Everything changed at the reservation. Consolidated on a reservations, the resulting generations of Indians began marrying together, marrying their direct cousins. This was reinforced by new discriminatory notions that came through the Dawes act, that only people of 1/2 Indian blood or better could have an allotment. In this manner many people today have several bloodlines of interrelatedness and many five or more tribal ancestries. This enforced bloodedness was made possible by the subjugation of the tribal people on the reservation, with aspects of a prison; and the fact that they did not have the freedom to leave, which forced a closer interrelatedness.

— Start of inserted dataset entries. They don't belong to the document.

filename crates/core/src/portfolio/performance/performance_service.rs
//! End-to-end reconstruction of the performance series of one account.

use chrono::NaiveDate;
use log::{debug, warn};
use rust_decimal::Decimal;

use super::{
    extend, filter_periods, normalize_json, parse_periods, DateWindow, HistorySource,
    PerformanceSeries, Projections, ScenarioFactors, SparseSeries,
};
use crate::portfolio::snapshot::{HistoryPayload, PerformancePayload, PortfolioHistoryEntry};
use crate::portfolio::valuation::{reconcile, reconcile_unscaled, Reconciliation};
use crate::settings::{DashboardSettings, LabelFormat, ProjectionBasis};
use crate::utils::time_utils::{format_day_month_year, format_month_year, parse_period_date};

pub fn format_period_label(date: NaiveDate, format: LabelFormat) -> String {
    match format {
        LabelFormat::DayMonthYear => format_day_month_year(date),
        LabelFormat::MonthYear => format_month_year(date),
    }
}

/// Builds the windowed, scaled real series and its projections.
///
/// The `performance` block is used when it carries a period list; otherwise the
/// `portfolios` history is used. When neither yields an observation inside the
/// window the result is a single point at `current_total_value`, labelled with
/// the reference date.
pub fn reconstruct_performance(
    history: &HistoryPayload,
    current_total_value: Decimal,
    reference: NaiveDate,
    settings: &DashboardSettings,
) -> PerformanceSeries {
    let window = DateWindow::around(reference, &settings.window);
    debug!(
        "Reconstructing performance for window {} .. {}",
        window.start, window.end
    );

    match history.performance_with_periods() {
        Some(performance) => from_performance_block(
            performance,
            current_total_value,
            reference,
            &window,
            settings,
        ),
        None => {
            let entries = history.portfolios.as_deref().unwrap_or_default();
            from_portfolio_history(entries, current_total_value, reference, &window, settings)
        }
    }
}

fn from_performance_block(
    performance: &PerformancePayload,
    current_total_value: Decimal,
    reference: NaiveDate,
    window: &DateWindow,
    settings: &DashboardSettings,
) -> PerformanceSeries {
    let periods = performance
        .period
        .as_ref()
        .map(parse_periods)
        .unwrap_or_default();
    let windowed = filter_periods(&periods, window);
    let real = series_or_empty(performance.real.as_ref());

    let reconciliation = reconcile(&real, &windowed.original_indices, current_total_value);
    if reconciliation.degenerate {
        return current_value_only(current_total_value, reference, settings);
    }

    let factors = ScenarioFactors {
        expected: series_or_empty(performance.expected_series()),
        best: series_or_empty(performance.best_series()),
        worst: series_or_empty(performance.worst_series()),
    };
    let projections = extend(
        &reconciliation,
        &windowed.original_indices,
        &factors,
        settings.projection_basis,
    );

    PerformanceSeries {
        labels: windowed
            .entries
            .iter()
            .map(|entry| format_period_label(entry.date, settings.label_format))
            .collect(),
        real: reconciliation.values,
        projections,
        scaling_factor: reconciliation.scaling_factor,
        anchor_position: reconciliation.anchor_position,
        source: HistorySource::Performance,
    }
}

fn from_portfolio_history(
    entries: &[PortfolioHistoryEntry],
    current_total_value: Decimal,
    reference: NaiveDate,
    window: &DateWindow,
    settings: &DashboardSettings,
) -> PerformanceSeries {
    let mut points: Vec<(NaiveDate, Decimal)> = entries
        .iter()
        .filter_map(|entry| {
            let date = parse_period_date(entry.date.as_deref()?)?;
            let value = entry.total_amount.filter(|v| *v > Decimal::ZERO)?;
            window.contains(date).then_some((date, value))
        })
        .collect();
    points.sort_by_key(|(date, _)| *date);

    if points.is_empty() {
        warn!("No usable portfolio history inside the window; using the current value only");
        return current_value_only(current_total_value, reference, settings);
    }

    let reconciliation =
        reconcile_unscaled(points.iter().map(|(_, v)| Some(*v)).collect(), current_total_value);

    PerformanceSeries {
        labels: points
            .iter()
            .map(|(date, _)| format_period_label(*date, settings.label_format))
            .collect(),
        real: reconciliation.values,
        projections: Projections::default(),
        scaling_factor: reconciliation.scaling_factor,
        anchor_position: reconciliation.anchor_position,
        source: HistorySource::PortfolioHistory,
    }
}

fn current_value_only(
    current_total_value: Decimal,
    reference: NaiveDate,
    settings: &DashboardSettings,
) -> PerformanceSeries {
    let reconciliation = Reconciliation::current_value_only(current_total_value);
    let projections = extend(
        &reconciliation,
        &[],
        &ScenarioFactors::default(),
        ProjectionBasis::default(),
    );
    PerformanceSeries {
        labels: vec![format_period_label(reference, settings.label_format)],
        real: reconciliation.values,
        projections,
        scaling_factor: reconciliation.scaling_factor,
        anchor_position: reconciliation.anchor_position,
        source: HistorySource::CurrentValueOnly,
    }
}

fn series_or_empty(value: Option<&serde_json::Value>) -> SparseSeries {
    value.map(normalize_json).unwrap_or_default()
}
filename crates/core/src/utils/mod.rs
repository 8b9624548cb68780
pub mod decimal_utils;
pub mod time_utils;
pub mod allocation;
pub mod metrics;
pub mod overview;
pub mod performance;
pub mod snapshot;
pub mod valuation;
//! reqwest implementation of [`BrokerApiClient`] for the Indexa Capital API.

use async_trait::async_trait;
use log::{debug, warn};
use reqwest::header::{HeaderMap, HeaderValue, AUTHORIZATION, CONTENT_TYPE};
use serde::de::DeserializeOwned;
use serde_json::Value;
use std::sync::Arc;
use std::time::Duration;

use crate::errors::{BrokerError, Result};
use crate::models::UserInfo;
use crate::traits::{BrokerApiClient, BrokerClientFactory};

/// Default timeout for API requests.
pub const DEFAULT_TIMEOUT_SECS: u64 = 30;

pub const DEFAULT_UPSTREAM_URL: &str = "https://api.indexacapital.com";

/// Longest slice of a non-JSON error body kept in the error message.
const MAX_ERROR_BODY_CHARS: usize = 200;

#[derive(Debug, serde::Deserialize)]
struct ApiErrorResponse {
    #[serde(default)]
    details: Option<String>,
    #[serde(default)]
    message: Option<String>,
    #[serde(default)]
    error: Option<String>,
}

/// Human-readable reason of a failed upstream response.
///
/// Prefers the `details`, `message` or `error` field of a JSON body, then the
/// start of the raw body, then the status reason phrase.
pub fn error_message(status: reqwest::StatusCode, body: &str) -> String {
    if let Ok(err) = serde_json::from_str::<ApiErrorResponse>(body) {
        if let Some(msg) = err.details.or(err.message).or(err.error) {
            return msg;
        }
    }
    let trimmed = body.trim();
    if !trimmed.is_empty() && !trimmed.starts_with('{') {
        return trimmed.chars().take(MAX_ERROR_BODY_CHARS).collect();
    }
    status
        .canonical_reason()
        .map(str::to_string)
        .unwrap_or_else(|| format!("HTTP {}", status.as_u16()))
}

/// HTTP client for the brokerage API, bound to one access token.
///
/// ```ignore
/// let client = IndexaApiClient::new("https://api.indexacapital.com", "token", Duration::from_secs(30))?;
/// let bundle = client.fetch_account_bundle("ABC12345").await?;
/// ```
#[derive(Debug, Clone)]
pub struct IndexaApiClient {
    client: reqwest::Client,
    base_url: String,
    auth_header: HeaderValue,
}

impl IndexaApiClient {
    pub fn new(base_url: &str, access_token: &str, timeout: Duration) -> Result<Self> {
        let client = reqwest::Client::builder()
            .timeout(timeout)
            .build()
            .map_err(|e| BrokerError::Network(format!("Failed to initialize HTTP client: {}", e)))?;
        Self::with_client(client, base_url, access_token)
    }

    /// Shares an existing connection pool.
    pub fn with_client(client: reqwest::Client, base_url: &str, access_token: &str) -> Result<Self> {
        let token = access_token.trim();
        if token.is_empty() {
            return Err(BrokerError::InvalidToken("token is empty".to_string()));
        }
        let mut auth_header = HeaderValue::from_str(&format!("Bearer {}", token))
            .map_err(|e| BrokerError::InvalidToken(e.to_string()))?;
        auth_header.set_sensitive(true);

        Ok(Self {
            client,
            base_url: base_url.trim_end_matches('/').to_string(),
            auth_header,
        })
    }

    pub fn base_url(&self) -> &str {
        &self.base_url
    }

    fn headers(&self) -> HeaderMap {
        let mut headers = HeaderMap::new();
        headers.insert(CONTENT_TYPE, HeaderValue::from_static("application/json"));
        headers.insert(AUTHORIZATION, self.auth_header.clone());
        headers
    }

    async fn get<T: DeserializeOwned>(&self, path: &str) -> Result<T> {
        let url = format!("{}{}", self.base_url, path);
        debug!("[BrokerApi] GET {}", url);

        let response = self
            .client
            .get(&url)
            .headers(self.headers())
            .send()
            .await?;

        self.parse_response(response).await
    }

    async fn parse_response<T: DeserializeOwned>(&self, response: reqwest::Response) -> Result<T> {
        let status = response.status();
        let body = response.text().await?;

        if !status.is_success() {
            let message = error_message(status, &body);
            warn!("[BrokerApi] upstream answered {}: {}", status.as_u16(), message);
            return Err(BrokerError::Http {
                status: status.as_u16(),
                message,
            });
        }

        Ok(serde_json::from_str(&body)?)
    }

    fn account_path(account: &str, resource: &str) -> String {
        format!("/accounts/{}/{}", urlencoding::encode(account), resource)
    }
}

#[async_trait]
impl BrokerApiClient for IndexaApiClient {
    async fn get_user_info(&self) -> Result<UserInfo> {
        self.get("/users/me").await
    }

    async fn get_portfolio(&self, account: &str) -> Result<Value> {
        self.get(&Self::account_path(account, "portfolio")).await
    }

    async fn get_performance(&self, account: &str) -> Result<Value> {
        self.get(&Self::account_path(account, "performance")).await
    }
}

/// Hands out [`IndexaApiClient`]s that share one connection pool.
#[derive(Debug, Clone)]
pub struct IndexaClientFactory {
    client: reqwest::Client,
    base_url: String,
}

impl IndexaClientFactory {
    pub fn new(base_url: &str, timeout: Duration) -> Result<Self> {
        let client = reqwest::Client::builder()
            .timeout(timeout)
            .build()
            .map_err(|e| BrokerError::Network(format!("Failed to initialize HTTP client: {}", e)))?;
        Ok(Self {
            client,
            base_url: base_url.trim_end_matches('/').to_string(),
        })
    }

    pub fn base_url(&self) -> &str {
        &self.base_url
    }
}

impl BrokerClientFactory for IndexaClientFactory {
    fn for_token(&self, access_token: &str) -> Result<Arc<dyn BrokerApiClient>> {
        let client = IndexaApiClient::with_client(self.client.clone(), &self.base_url, access_token)?;
        Ok(Arc::new(client))
    }
}

#[cfg(test)]
mod tests {
    use super::*;
    use reqwest::StatusCode;

    #[test]
    fn test_client_creation() {
        let client = IndexaApiClient::new(DEFAULT_UPSTREAM_URL, "test-token", Duration::from_secs(DEFAULT_TIMEOUT_SECS));
        assert!(client.is_ok());
    }

    #[test]
    fn test_client_url_normalization() {
        let client = IndexaApiClient::new("https://api.indexacapital.com/", "test-token", Duration::from_secs(5)).unwrap();
        assert_eq!(client.base_url(), "https://api.indexacapital.com");
    }

    #[test]
    fn test_empty_or_malformed_token_is_rejected() {
        let err = IndexaApiClient::new(DEFAULT_UPSTREAM_URL, "  ", Duration::from_secs(5)).unwrap_err();
        assert!(err.is_unauthorized());
        let err = IndexaApiClient::new(DEFAULT_UPSTREAM_URL, "bad\ntoken", Duration::from_secs(5)).unwrap_err();
        assert!(matches!(err, BrokerError::InvalidToken(_)));
    }

    #[test]
    fn test_account_path_is_encoded() {
        assert_eq!(
            IndexaApiClient::account_path("AB 12/3", "portfolio"),
            "/accounts/AB%2012%2F3/portfolio"
        );
    }

    #[test]
    fn test_error_message_prefers_details() {
        let body = r#"{"details":"Token expired","message":"Unauthorized"}"#;
        assert_eq!(error_message(StatusCode::UNAUTHORIZED, body), "Token expired");
        assert_eq!(
            error_message(StatusCode::BAD_GATEWAY, r#"{"message":"Upstream down"}"#),
            "Upstream down"
        );
    }

    #[test]
    fn test_error_message_falls_back_to_body_or_reason() {
        assert_eq!(error_message(StatusCode::NOT_FOUND, "no such account"), "no such account");
        assert_eq!(error_message(StatusCode::NOT_FOUND, ""), "Not Found");
        assert_eq!(error_message(StatusCode::FORBIDDEN, "{}"), "Forbidden");
    }

    #[test]
    fn test_factory_shares_base_url() {
        let factory = IndexaClientFactory::new("http://localhost:9000/", Duration::from_secs(5)).unwrap();
        assert_eq!(factory.base_url(), "http://localhost:9000");
        assert!(factory.for_token("abc").is_ok());
        assert!(factory.for_token("").is_err());
    }
}
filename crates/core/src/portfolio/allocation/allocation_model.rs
//! Allocation models for the per-component value breakdown.

use rust_decimal::Decimal;
use serde::{Deserialize, Serialize};

/// Value series of a single component over the display window.
#[derive(Debug, Clone, PartialEq, Eq, Serialize, Deserialize)]
#[serde(rename_all = "camelCase")]
pub struct ComponentSeries {
    /// Display name of the component
    pub name: String,
    /// Color for visualization (hex code)
    pub color: String,
    /// Weight applied to the portfolio series
    pub weight: Decimal,
    /// One value per period; `None` where the portfolio series is unobserved
    pub values: Vec<Option<Decimal>>,
}

impl ComponentSeries {
    /// Whether any period carries a value. Series without observations are
    /// still returned; it is up to the caller to hide them.
    pub fn has_observations(&self) -> bool {
        self.values.iter().any(Option::is_some)
    }

    /// First observed value, used as the base of percentage charts.
    pub fn first_observed(&self) -> Option<Decimal> {
        self.values.iter().flatten().next().copied()
    }
}
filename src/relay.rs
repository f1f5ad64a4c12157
//! Tutor relay
//!
//! Stateless bridge between a free-form question and the completion
//! service. Every call is a single best-effort attempt: failures degrade to a
//! fixed reply and are never retried.

use crate::llm::{LlmMessage, LlmRequest, LlmService, MessageRole};
use crate::state_machine::state::DEFAULT_CONTEXT_LABEL;
use std::sync::Arc;

pub const EMPTY_MESSAGE_REPLY: &str = "Please ask a question.";
pub const MISSING_KEY_REPLY: &str =
    "The OpenAI API key is missing. Set OPENAI_API_KEY in your environment.";
pub const UNAVAILABLE_REPLY: &str = "I could not reach the tutor right now. Try again soon.";
pub const EMPTY_COMPLETION_REPLY: &str =
    "I can try another explanation. What part feels unclear?";

const PERSONA: &[&str] = &[
    "You are a friendly high school math tutor.",
    "Be encouraging, concise, and intuition-focused.",
    "Avoid providing full solutions unless explicitly asked.",
    "Use short paragraphs, ask quick check-in questions when helpful.",
];

/// Request shaping for the completion service
#[derive(Debug, Clone, PartialEq)]
pub struct RelayConfig {
    pub max_tokens: u32,
    /// Kept low for a consistent tone
    pub temperature: f32,
}

impl Default for RelayConfig {
    fn default() -> Self {
        Self {
            max_tokens: 180,
            temperature: 0.4,
        }
    }
}

/// Forwards free-form questions to the completion service
pub struct TutorRelay {
    /// `None` when no credential is configured
    llm: Option<Arc<dyn LlmService>>,
    config: RelayConfig,
}

impl TutorRelay {
    pub fn new(llm: Option<Arc<dyn LlmService>>, config: RelayConfig) -> Self {
        Self { llm, config }
    }

    pub fn is_configured(&self) -> bool {
        self.llm.is_some()
    }

    /// Ask the tutor. Always returns something displayable.
    ///
    /// `history` is the transcript so far in order; if it does not already
    /// end with `message` as a user turn, the message is appended.
    pub async fn ask(&self, message: &str, context: &str, history: &[LlmMessage]) -> String {
        let message = message.trim();
        if message.is_empty() {
            return EMPTY_MESSAGE_REPLY.to_string();
        }

        let Some(llm) = &self.llm else {
            tracing::warn!("Tutor relay called without an API key");
            return MISSING_KEY_REPLY.to_string();
        };

        let request = LlmRequest {
            system: Some(system_prompt(context)),
            messages: build_messages(message, history),
            max_tokens: Some(self.config.max_tokens),
            temperature: Some(self.config.temperature),
        };

        match llm.complete(&request).await {
            Ok(response) => response
                .text()
                .map_or_else(|| EMPTY_COMPLETION_REPLY.to_string(), str::to_string),
            Err(e) => {
                tracing::warn!(error = %e, kind = ?e.kind, "Tutor relay request failed");
                UNAVAILABLE_REPLY.to_string()
            }
        }
    }
}

/// Persona instructions followed by the lesson context
pub fn system_prompt(context: &str) -> String {
    let context = match context.trim() {
        "" => DEFAULT_CONTEXT_LABEL,
        c => c,
    };
    format!("{} Current lesson context: {context}", PERSONA.join(" "))
}

fn build_messages(message: &str, history: &[LlmMessage]) -> Vec<LlmMessage> {
    let mut messages = history.to_vec();
    let already_last = history
        .last()
        .is_some_and(|m| m.role == MessageRole::User && m.content.trim() == message);
    if !already_last {
        messages.push(LlmMessage::user(message));
    }
    messages
}
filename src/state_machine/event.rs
//! Events that can occur in a lesson session

/// Events that trigger state transitions
#[derive(Debug, Clone, PartialEq, Eq)]
pub enum Event {
    // Step buttons
    StartDiagnostic,
    StartLesson,
    StartBridge,
    StartDefinition,
    StartPractice,

    // Question answers
    AnswerDiagnostic {
        option_id: String,
        option_text: String,
    },
    AnswerPractice {
        option_text: String,
        feedback: String,
    },

    // Free-form input
    SubmitFreeform {
        text: String,
    },

    // Relay events
    RelaySettled {
        reply: String,
    },
    /// The relay task ended without producing a reply
    RelayFailed,
}

impl Event {
    /// Short name for logging
    pub fn name(&self) -> &'static str {
        match self {
            Event::StartDiagnostic => "start_diagnostic",
            Event::StartLesson => "start_lesson",
            Event::StartBridge => "start_bridge",
            Event::StartDefinition => "start_definition",
            Event::StartPractice => "start_practice",
            Event::AnswerDiagnostic { .. } => "answer_diagnostic",
            Event::AnswerPractice { .. } => "answer_practice",
            Event::SubmitFreeform { .. } => "submit_freeform",
            Event::RelaySettled { .. } => "relay_settled",
            Event::RelayFailed => "relay_failed",
        }
    }
}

This was noted in the 1920s by Eustace Howard to Melville Jacobs when contributing to the oral history ethnographic and linguistic research.
That’s very awful, bad, when they do that (i.e. make a relative one’s wife). Now these whites now when they got here now, since that time now, these people (Indian people) some they do get their relatives and make them their wives. That’s the way now it is in this land. Long ago however it wasn’t that way. Now it is different changed now, the earth.
This change in the way people are conceived of as Indian and Native changed the worldview of generations of tribal people through the Dawes act and enforced living on the reservation. Afterwards tribes began to believe in a concept of blood quantum as a real, true, representation of Indianness. This belief system is still in place today.

That girl in the picture resembled my Kalapuya grandmothers girl-hood pictures, she was from the Grand Ronde reservation. But, she was only two at the time of the picture. The resemblance makes me wonder if the girl could be a long ago relative.